### What you need to do
Provide the count of lines below where "chrono" occurs, with no other output.

⟨

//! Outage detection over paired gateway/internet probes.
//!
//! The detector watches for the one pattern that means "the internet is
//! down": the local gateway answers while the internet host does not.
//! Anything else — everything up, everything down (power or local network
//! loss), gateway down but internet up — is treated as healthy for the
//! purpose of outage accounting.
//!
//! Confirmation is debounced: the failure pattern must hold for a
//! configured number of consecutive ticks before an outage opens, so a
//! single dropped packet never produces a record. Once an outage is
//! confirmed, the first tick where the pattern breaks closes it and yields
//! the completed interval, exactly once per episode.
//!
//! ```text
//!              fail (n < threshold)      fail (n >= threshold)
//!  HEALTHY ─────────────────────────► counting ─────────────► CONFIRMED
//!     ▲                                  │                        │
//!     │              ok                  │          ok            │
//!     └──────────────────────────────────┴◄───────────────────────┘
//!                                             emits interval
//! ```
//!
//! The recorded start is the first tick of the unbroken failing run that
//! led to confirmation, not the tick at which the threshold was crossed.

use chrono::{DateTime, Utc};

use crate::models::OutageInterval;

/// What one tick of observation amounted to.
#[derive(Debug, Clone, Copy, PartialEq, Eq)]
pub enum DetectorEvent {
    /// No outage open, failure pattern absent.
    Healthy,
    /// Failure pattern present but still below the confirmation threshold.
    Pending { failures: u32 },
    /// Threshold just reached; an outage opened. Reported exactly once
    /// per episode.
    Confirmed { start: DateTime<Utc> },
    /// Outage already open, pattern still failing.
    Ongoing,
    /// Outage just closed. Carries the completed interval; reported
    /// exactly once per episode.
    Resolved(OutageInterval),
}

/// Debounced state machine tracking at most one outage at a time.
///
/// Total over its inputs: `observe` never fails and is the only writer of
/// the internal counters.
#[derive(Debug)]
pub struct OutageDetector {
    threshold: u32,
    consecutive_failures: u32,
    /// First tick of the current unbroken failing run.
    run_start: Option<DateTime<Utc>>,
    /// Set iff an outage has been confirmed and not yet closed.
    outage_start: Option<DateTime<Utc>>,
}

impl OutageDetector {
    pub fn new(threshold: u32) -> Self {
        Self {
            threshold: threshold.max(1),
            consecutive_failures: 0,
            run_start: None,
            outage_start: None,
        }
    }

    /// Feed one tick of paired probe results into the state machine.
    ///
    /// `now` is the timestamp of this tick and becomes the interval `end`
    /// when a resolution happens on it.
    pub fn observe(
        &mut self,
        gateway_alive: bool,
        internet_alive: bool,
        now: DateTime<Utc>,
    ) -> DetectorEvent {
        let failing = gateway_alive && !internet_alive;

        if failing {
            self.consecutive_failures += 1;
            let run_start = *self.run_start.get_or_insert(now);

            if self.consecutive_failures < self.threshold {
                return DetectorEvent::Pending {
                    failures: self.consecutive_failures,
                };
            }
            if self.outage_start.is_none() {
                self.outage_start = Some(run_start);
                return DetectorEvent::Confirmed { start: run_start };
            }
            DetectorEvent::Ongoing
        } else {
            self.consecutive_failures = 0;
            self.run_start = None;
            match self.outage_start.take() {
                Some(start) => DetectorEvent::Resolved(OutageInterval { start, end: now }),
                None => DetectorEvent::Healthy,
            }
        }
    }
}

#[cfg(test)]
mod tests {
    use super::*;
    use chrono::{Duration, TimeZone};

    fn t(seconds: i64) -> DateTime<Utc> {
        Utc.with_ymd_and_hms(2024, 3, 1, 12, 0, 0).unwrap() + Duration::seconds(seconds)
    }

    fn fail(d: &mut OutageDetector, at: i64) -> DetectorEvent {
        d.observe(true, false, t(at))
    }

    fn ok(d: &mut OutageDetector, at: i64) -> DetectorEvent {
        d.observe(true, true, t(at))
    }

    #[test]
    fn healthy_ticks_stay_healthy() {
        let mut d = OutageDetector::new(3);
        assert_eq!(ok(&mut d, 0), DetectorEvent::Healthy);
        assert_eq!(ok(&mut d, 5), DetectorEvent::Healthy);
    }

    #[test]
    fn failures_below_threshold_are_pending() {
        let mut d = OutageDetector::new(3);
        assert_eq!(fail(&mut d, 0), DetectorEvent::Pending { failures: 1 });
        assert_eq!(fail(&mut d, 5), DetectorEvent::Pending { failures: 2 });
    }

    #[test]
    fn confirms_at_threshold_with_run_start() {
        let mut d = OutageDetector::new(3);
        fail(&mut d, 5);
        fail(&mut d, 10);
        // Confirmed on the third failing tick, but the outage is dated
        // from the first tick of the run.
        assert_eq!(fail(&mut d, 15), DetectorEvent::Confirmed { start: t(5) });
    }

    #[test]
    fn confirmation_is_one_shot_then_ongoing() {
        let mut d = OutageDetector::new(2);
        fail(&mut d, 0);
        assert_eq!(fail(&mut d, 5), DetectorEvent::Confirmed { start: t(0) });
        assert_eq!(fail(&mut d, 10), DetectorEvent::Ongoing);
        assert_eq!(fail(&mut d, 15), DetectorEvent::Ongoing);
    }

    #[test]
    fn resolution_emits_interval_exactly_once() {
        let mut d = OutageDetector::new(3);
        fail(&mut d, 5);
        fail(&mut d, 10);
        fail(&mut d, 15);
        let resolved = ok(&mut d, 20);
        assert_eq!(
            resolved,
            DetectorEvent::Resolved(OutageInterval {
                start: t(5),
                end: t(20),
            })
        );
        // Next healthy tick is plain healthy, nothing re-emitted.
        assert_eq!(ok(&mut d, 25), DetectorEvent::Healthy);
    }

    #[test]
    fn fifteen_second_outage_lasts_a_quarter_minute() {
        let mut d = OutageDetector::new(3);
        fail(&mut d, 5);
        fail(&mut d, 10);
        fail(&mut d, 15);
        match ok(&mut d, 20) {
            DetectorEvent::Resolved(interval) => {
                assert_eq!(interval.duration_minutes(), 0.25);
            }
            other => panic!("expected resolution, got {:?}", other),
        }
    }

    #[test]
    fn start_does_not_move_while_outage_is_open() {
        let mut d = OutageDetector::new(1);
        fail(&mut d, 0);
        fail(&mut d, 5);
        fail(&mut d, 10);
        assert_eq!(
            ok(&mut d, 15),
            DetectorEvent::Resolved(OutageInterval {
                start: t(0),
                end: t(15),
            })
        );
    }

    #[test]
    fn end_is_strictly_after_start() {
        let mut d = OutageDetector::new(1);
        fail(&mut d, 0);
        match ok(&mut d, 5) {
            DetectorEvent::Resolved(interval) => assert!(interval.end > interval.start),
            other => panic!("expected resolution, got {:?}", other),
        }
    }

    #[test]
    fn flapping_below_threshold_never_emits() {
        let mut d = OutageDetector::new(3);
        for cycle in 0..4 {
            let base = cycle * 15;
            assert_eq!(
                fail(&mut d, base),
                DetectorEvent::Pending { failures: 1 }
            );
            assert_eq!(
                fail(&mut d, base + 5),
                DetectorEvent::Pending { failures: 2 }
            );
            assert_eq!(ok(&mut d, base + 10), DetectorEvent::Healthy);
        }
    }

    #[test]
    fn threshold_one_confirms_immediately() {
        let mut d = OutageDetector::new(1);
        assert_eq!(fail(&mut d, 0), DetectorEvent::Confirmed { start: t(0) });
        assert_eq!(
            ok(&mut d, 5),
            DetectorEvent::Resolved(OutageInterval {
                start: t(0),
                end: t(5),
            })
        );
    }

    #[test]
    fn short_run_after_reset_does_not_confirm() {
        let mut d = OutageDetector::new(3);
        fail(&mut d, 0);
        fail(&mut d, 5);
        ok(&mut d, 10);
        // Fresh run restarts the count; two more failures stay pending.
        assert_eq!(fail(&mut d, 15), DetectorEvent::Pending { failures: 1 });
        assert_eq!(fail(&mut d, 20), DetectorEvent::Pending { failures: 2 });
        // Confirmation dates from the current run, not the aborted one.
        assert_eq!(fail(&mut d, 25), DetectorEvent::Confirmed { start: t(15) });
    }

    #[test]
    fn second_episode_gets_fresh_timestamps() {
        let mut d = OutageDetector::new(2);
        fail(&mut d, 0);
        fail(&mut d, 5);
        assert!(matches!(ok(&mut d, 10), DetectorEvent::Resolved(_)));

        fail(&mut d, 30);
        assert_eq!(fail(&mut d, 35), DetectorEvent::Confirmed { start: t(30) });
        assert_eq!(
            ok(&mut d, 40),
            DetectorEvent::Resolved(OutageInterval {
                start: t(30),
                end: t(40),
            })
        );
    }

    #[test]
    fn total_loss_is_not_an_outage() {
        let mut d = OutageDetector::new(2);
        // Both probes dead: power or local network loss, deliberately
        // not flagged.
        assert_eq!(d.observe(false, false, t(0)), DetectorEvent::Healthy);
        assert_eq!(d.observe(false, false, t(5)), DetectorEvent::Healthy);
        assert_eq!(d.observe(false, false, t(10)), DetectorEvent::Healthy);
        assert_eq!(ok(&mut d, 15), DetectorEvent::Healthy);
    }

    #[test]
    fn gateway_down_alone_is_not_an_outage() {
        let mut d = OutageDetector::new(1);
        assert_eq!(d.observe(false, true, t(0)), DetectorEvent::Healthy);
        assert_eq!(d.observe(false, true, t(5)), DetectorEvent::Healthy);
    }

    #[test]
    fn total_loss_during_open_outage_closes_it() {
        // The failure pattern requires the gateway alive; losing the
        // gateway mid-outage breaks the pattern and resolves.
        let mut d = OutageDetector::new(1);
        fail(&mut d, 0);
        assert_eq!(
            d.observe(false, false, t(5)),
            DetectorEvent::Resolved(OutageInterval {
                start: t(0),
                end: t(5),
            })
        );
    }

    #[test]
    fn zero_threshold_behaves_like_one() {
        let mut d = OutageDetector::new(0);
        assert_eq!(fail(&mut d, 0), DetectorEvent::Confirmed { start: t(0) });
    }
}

⟩

### Solution
2